Benjamin Schneider:

Several new advocacy groups have sprung up to push for better housing policies at the state and national level. Their first job: Communicating how significant the problem really is.
 
 The advertising executive Michael Franzini, founder of the nonprofit ad agency Public Interest, has created campaigns to fight AIDS, spur Holocaust awareness, and advocate for STEM education.

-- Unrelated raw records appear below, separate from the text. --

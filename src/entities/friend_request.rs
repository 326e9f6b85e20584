//! Friend request entity - A friendship offer from sender to receiver.
//!
//! Requests are the proposal log. Accepting one creates a row in `amistades`
//! (see [`super::friendship`]); the request itself keeps its final status.

use super::request_status::RequestStatus;
use chrono::Utc;
use sea_orm::entity::prelude::*;
use sea_orm::Set;
use serde::{Deserialize, Serialize};

/// Friend request database model
#[derive(Clone, Debug, PartialEq, Eq, DeriveEntityModel, Serialize, Deserialize)]
#[sea_orm(table_name = "solicitud_de_amistad")]
pub struct Model {
    #[sea_orm(primary_key, column_name = "id_solicitud")]
    pub id: i32,
    #[sea_orm(column_name = "id_emisor")]
    pub sender_id: i32,
    #[sea_orm(column_name = "id_receptor")]
    pub receiver_id: i32,
    /// Defaults to [`RequestStatus::Pending`] on insert
    #[sea_orm(column_name = "estado")]
    pub status: RequestStatus,
    #[sea_orm(column_name = "fecha_envio")]
    pub sent_at: DateTime,
}

#[derive(Copy, Clone, Debug, EnumIter, DeriveRelation)]
pub enum Relation {
    #[sea_orm(
        belongs_to = "super::user::Entity",
        from = "Column::SenderId",
        to = "super::user::Column::Id",
        on_delete = "Cascade"
    )]
    Sender,
    #[sea_orm(
        belongs_to = "super::user::Entity",
        from = "Column::ReceiverId",
        to = "super::user::Column::Id",
        on_delete = "Cascade"
    )]
    Receiver,
}

#[async_trait::async_trait]
impl ActiveModelBehavior for ActiveModel {
    async fn before_save<C>(mut self, _db: &C, insert: bool) -> Result<Self, DbErr>
    where
        C: ConnectionTrait,
    {
        if insert {
            if self.status.is_not_set() {
                self.status = Set(RequestStatus::Pending);
            }
            if self.sent_at.is_not_set() {
                self.sent_at = Set(Utc::now().naive_utc());
            }
        }
        Ok(self)
    }
}
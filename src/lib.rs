//! `Artiverse` data layer - accounts, social graph and mail settings
//!
//! This crate provides the persistence layer of the Artiverse social network:
//! `SeaORM` entities for users, profiles, posts, follows, friend requests,
//! friendships, reports, notifications and password-reset tokens, the repository
//! operations that read and write them, and the SMTP configuration used to send mail.

// Deny the most critical lints that could lead to bugs or security issues
#![deny(
    // Security and correctness
    unsafe_code,
    unsafe_op_in_unsafe_fn,

    // Code quality - things that are almost always bugs
    unreachable_code,
    unreachable_patterns,
    unused_must_use,

    // Documentation - broken links are bugs
    rustdoc::broken_intra_doc_links,
    rustdoc::private_intra_doc_links,
)]
// Warn on things that should be fixed but aren't necessarily bugs
#![warn(
    // Documentation - missing docs should be added gradually
    missing_docs,

    // Clippy categories for overall code quality
    clippy::all,
    clippy::pedantic,
    clippy::nursery,

    // Performance
    clippy::inefficient_to_string,
    clippy::large_types_passed_by_value,
    clippy::needless_pass_by_value,
    clippy::unnecessary_wraps,

    // Correctness
    clippy::clone_on_ref_ptr,
    clippy::dbg_macro,
    clippy::exit,
    clippy::expect_used,
    clippy::float_cmp,
    clippy::panic,
    clippy::todo,
    clippy::unimplemented,
    clippy::unwrap_used,

    // Complexity and readability
    clippy::cognitive_complexity,
    clippy::large_enum_variant,
    clippy::match_same_arms,
    clippy::too_many_lines,

    // Style consistency
    clippy::enum_glob_use,
    clippy::inconsistent_struct_constructor,
    clippy::missing_errors_doc,
    clippy::missing_panics_doc,
    clippy::must_use_candidate,
    clippy::redundant_closure_for_method_calls,
    clippy::semicolon_if_nothing_returned,
    clippy::wildcard_imports,

    // Future compatibility
    future_incompatible,
    rust_2018_idioms,
)]
// Allow some pedantic lints that are too noisy or not applicable
#![allow(
    clippy::module_name_repetitions,  // Common pattern in Rust
    clippy::missing_errors_doc,        // Will add gradually
    clippy::missing_panics_doc,        // Will add gradually
)]

// Note: `missing_docs` is set to `warn` instead of `deny` because:
// 1. Macro-generated code (e.g., `DeriveEntityModel`) doesn't include docs
// 2. We want to gradually add documentation rather than block compilation

/// Configuration management for database and mail settings
pub mod config;
/// Core repository logic - framework-agnostic user, social graph and notification operations
pub mod core;
/// SeaORM entity definitions for database tables
pub mod entities;
/// Unified error types and result handling
pub mod errors;
/// Outgoing mail - SMTP transport and password reset messages
pub mod mail;

#[cfg(test)]
pub mod test_utils;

The cause driving his latest campaign is a tricky one: He wants to bring housing policy—a topic that is now largely the purview of wonks, developers, big city activists, and a select few politicians—into the forefront of our national discourse.
 
 “In the same way that Al Gore put climate change on the map, that’s what we’re hoping to do,” Franzini said. “We want everyone to start demanding change.”
 
 To pull that off, Franzini and Public Interest developed a campaign called Home1, which so far consists of a series of slick explainer-style public service announcements detailing the roots of the current affordable housing crisis. Soon to come: a feature-length documentary that he hopes could be affordable housing’s Inconvenient Truth.
 
 “There is no greater crisis that, at least in my lifetime, has ever faced our country and not been talked about,” Franzini said. “And the reasons for that are all about how it is communicated… As soon as you start talking about the nuts and bolts of it, people glaze over.”